### PROMPT
Please filter the data below down to the lines holding the string "format".

### MATERIAL PROVIDED
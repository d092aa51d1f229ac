//! Desired-state model
//!
//! A [`Cluster`] is the user-supplied manifest: the nodes to manage, the
//! images to run, and per-service parameters. Manifests are YAML:
//!
//! ```yaml
//! name: stage0
//! nodes:
//!   - address: 10.0.0.1
//!     control_plane: true
//!   - address: 10.0.0.2
//!     control_plane: true
//!   - address: 10.0.0.3
//!     control_plane: true
//! options:
//!   etcd:
//!     volume_name: etcd-cke
//!     extra_arguments: ["--election-timeout=1500"]
//! ```

use std::collections::BTreeMap;
use std::hash::{Hash, Hasher};

use serde::{Deserialize, Serialize};

use crate::{DEFAULT_ETCD_IMAGE, DEFAULT_ETCD_VOLUME_NAME};

/// One managed host.
///
/// The address doubles as the node identity and as the etcd member name;
/// two nodes are equal iff their addresses are equal. Addresses are unique
/// within a cluster.
#[derive(Debug, Clone, Serialize, Deserialize)]
pub struct Node {
    /// IP address the node is reached at
    pub address: String,
    /// Optional display hostname; never used for identity
    #[serde(default)]
    pub hostname: String,
    /// Whether this node runs etcd and the Kubernetes master components
    #[serde(default)]
    pub control_plane: bool,
    /// Free-form labels propagated to the Kubernetes Node resource
    #[serde(default)]
    pub labels: BTreeMap<String, String>,
}

impl PartialEq for Node {
    fn eq(&self, other: &Self) -> bool {
        self.address == other.address
    }
}

impl Eq for Node {}

impl Hash for Node {
    fn hash<H: Hasher>(&self, state: &mut H) {
        self.address.hash(state);
    }
}

/// A host-to-container mount descriptor
#[derive(Debug, Clone, Default, PartialEq, Eq, PartialOrd, Ord, Serialize, Deserialize)]
pub struct Mount {
    /// Host path or volume name
    pub source: String,
    /// Path inside the container
    pub destination: String,
    /// Mount read-only
    #[serde(default)]
    pub read_only: bool,
    /// Mount propagation mode (empty for the engine default)
    #[serde(default)]
    pub propagation: String,
    /// SELinux relabeling mode (empty for none)
    #[serde(default)]
    pub label: String,
}

impl Mount {
    /// Render as a container-engine `--volume` argument.
    pub fn to_volume_arg(&self) -> String {
        let mut flags = Vec::new();
        if self.read_only {
            flags.push("ro".to_string());
        }
        if !self.propagation.is_empty() {
            flags.push(self.propagation.clone());
        }
        if !self.label.is_empty() {
            flags.push(self.label.clone());
        }
        if flags.is_empty() {
            format!("--volume={}:{}", self.source, self.destination)
        } else {
            format!(
                "--volume={}:{}:{}",
                self.source,
                self.destination,
                flags.join(",")
            )
        }
    }
}

/// Service start-up parameters, both the system-required set and the
/// user-supplied extras.
#[derive(Debug, Clone, Default, PartialEq, Eq, Serialize, Deserialize)]
pub struct ServiceParams {
    /// CLI tokens appended to the service argv
    #[serde(default)]
    pub extra_arguments: Vec<String>,
    /// Additional host-to-container mounts
    #[serde(default)]
    pub extra_binds: Vec<Mount>,
    /// Additional environment variables
    #[serde(default)]
    pub extra_env: BTreeMap<String, String>,
}

/// etcd service options
#[derive(Debug, Clone, Default, PartialEq, Eq, Serialize, Deserialize)]
pub struct EtcdParams {
    /// User-supplied service parameters
    #[serde(flatten)]
    pub service_params: ServiceParams,
    /// Named volume backing the data directory; empty means the default
    #[serde(default)]
    pub volume_name: String,
}

impl EtcdParams {
    /// The effective data volume name.
    pub fn volume_name(&self) -> &str {
        if self.volume_name.is_empty() {
            DEFAULT_ETCD_VOLUME_NAME
        } else {
            &self.volume_name
        }
    }
}

/// Container image references for the managed services
#[derive(Debug, Clone, PartialEq, Eq, Serialize, Deserialize)]
pub struct Images {
    /// etcd image reference
    #[serde(default = "default_etcd_image")]
    pub etcd: String,
    /// Kubernetes component image reference (consumed by the Kubernetes
    /// reconcilers, not by the etcd core)
    #[serde(default)]
    pub kubernetes: String,
}

fn default_etcd_image() -> String {
    DEFAULT_ETCD_IMAGE.to_string()
}

impl Default for Images {
    fn default() -> Self {
        Self {
            etcd: default_etcd_image(),
            kubernetes: String::new(),
        }
    }
}

/// Per-service cluster options
#[derive(Debug, Clone, Default, PartialEq, Eq, Serialize, Deserialize)]
pub struct Options {
    /// etcd service options
    #[serde(default)]
    pub etcd: EtcdParams,
    /// Image references
    #[serde(default)]
    pub images: Images,
}

/// The desired cluster: an ordered sequence of nodes plus options.
#[derive(Debug, Clone, Default, PartialEq, Eq, Serialize, Deserialize)]
pub struct Cluster {
    /// Cluster name, used only for logging
    #[serde(default)]
    pub name: String,
    /// The managed nodes, in manifest order
    pub nodes: Vec<Node>,
    /// Service options
    #[serde(default)]
    pub options: Options,
}

impl Cluster {
    /// The control plane subset of [`Cluster::nodes`], in manifest order.
    pub fn control_plane_nodes(&self) -> Vec<&Node> {
        self.nodes.iter().filter(|n| n.control_plane).collect()
    }

    /// True if `address` names a node of this cluster.
    pub fn contains_address(&self, address: &str) -> bool {
        self.nodes.iter().any(|n| n.address == address)
    }
}

#[cfg(test)]
mod tests {
    use super::*;

    fn node(address: &str, control_plane: bool) -> Node {
        Node {
            address: address.to_string(),
            hostname: String::new(),
            control_plane,
            labels: BTreeMap::new(),
        }
    }

    #[test]
    fn node_identity_is_the_address() {
        let mut a = node("10.0.0.1", true);
        let b = node("10.0.0.1", false);
        a.hostname = "cp1".to_string();
        assert_eq!(a, b);
        assert_ne!(a, node("10.0.0.2", true));
    }

    #[test]
    fn volume_name_defaults() {
        let params = EtcdParams::default();
        assert_eq!(params.volume_name(), DEFAULT_ETCD_VOLUME_NAME);

        let params = EtcdParams {
            volume_name: "data".to_string(),
            ..Default::default()
        };
        assert_eq!(params.volume_name(), "data");
    }

    #[test]
    fn mount_volume_arg_rendering() {
        let plain = Mount {
            source: "/etc/etcd/pki".to_string(),
            destination: "/etc/etcd/pki".to_string(),
            ..Default::default()
        };
        assert_eq!(plain.to_volume_arg(), "--volume=/etc/etcd/pki:/etc/etcd/pki");

        let full = Mount {
            source: "certs".to_string(),
            destination: "/certs".to_string(),
            read_only: true,
            propagation: "rslave".to_string(),
            label: "z".to_string(),
        };
        assert_eq!(full.to_volume_arg(), "--volume=certs:/certs:ro,rslave,z");
    }

    #[test]
    fn manifest_yaml_round_trip() {
        let yaml = r#"
name: stage0
nodes:
  - address: 10.0.0.1
    control_plane: true
  - address: 10.0.0.2
options:
  etcd:
    volume_name: etcd-data
    extra_arguments: ["--election-timeout=1500"]
"#;
        let cluster: Cluster = serde_yaml::from_str(yaml).unwrap();
        assert_eq!(cluster.name, "stage0");
        assert_eq!(cluster.nodes.len(), 2);
        assert_eq!(cluster.control_plane_nodes().len(), 1);
        assert!(cluster.contains_address("10.0.0.2"));
        assert!(!cluster.contains_address("10.0.0.9"));
        assert_eq!(cluster.options.etcd.volume_name(), "etcd-data");
        assert_eq!(
            cluster.options.etcd.service_params.extra_arguments,
            vec!["--election-timeout=1500".to_string()]
        );
        assert_eq!(cluster.options.images.etcd, DEFAULT_ETCD_IMAGE);
    }
}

### OUTPUT FOR THIS EXERCISE
            format!("--volume={}:{}", self.source, self.destination)
            format!(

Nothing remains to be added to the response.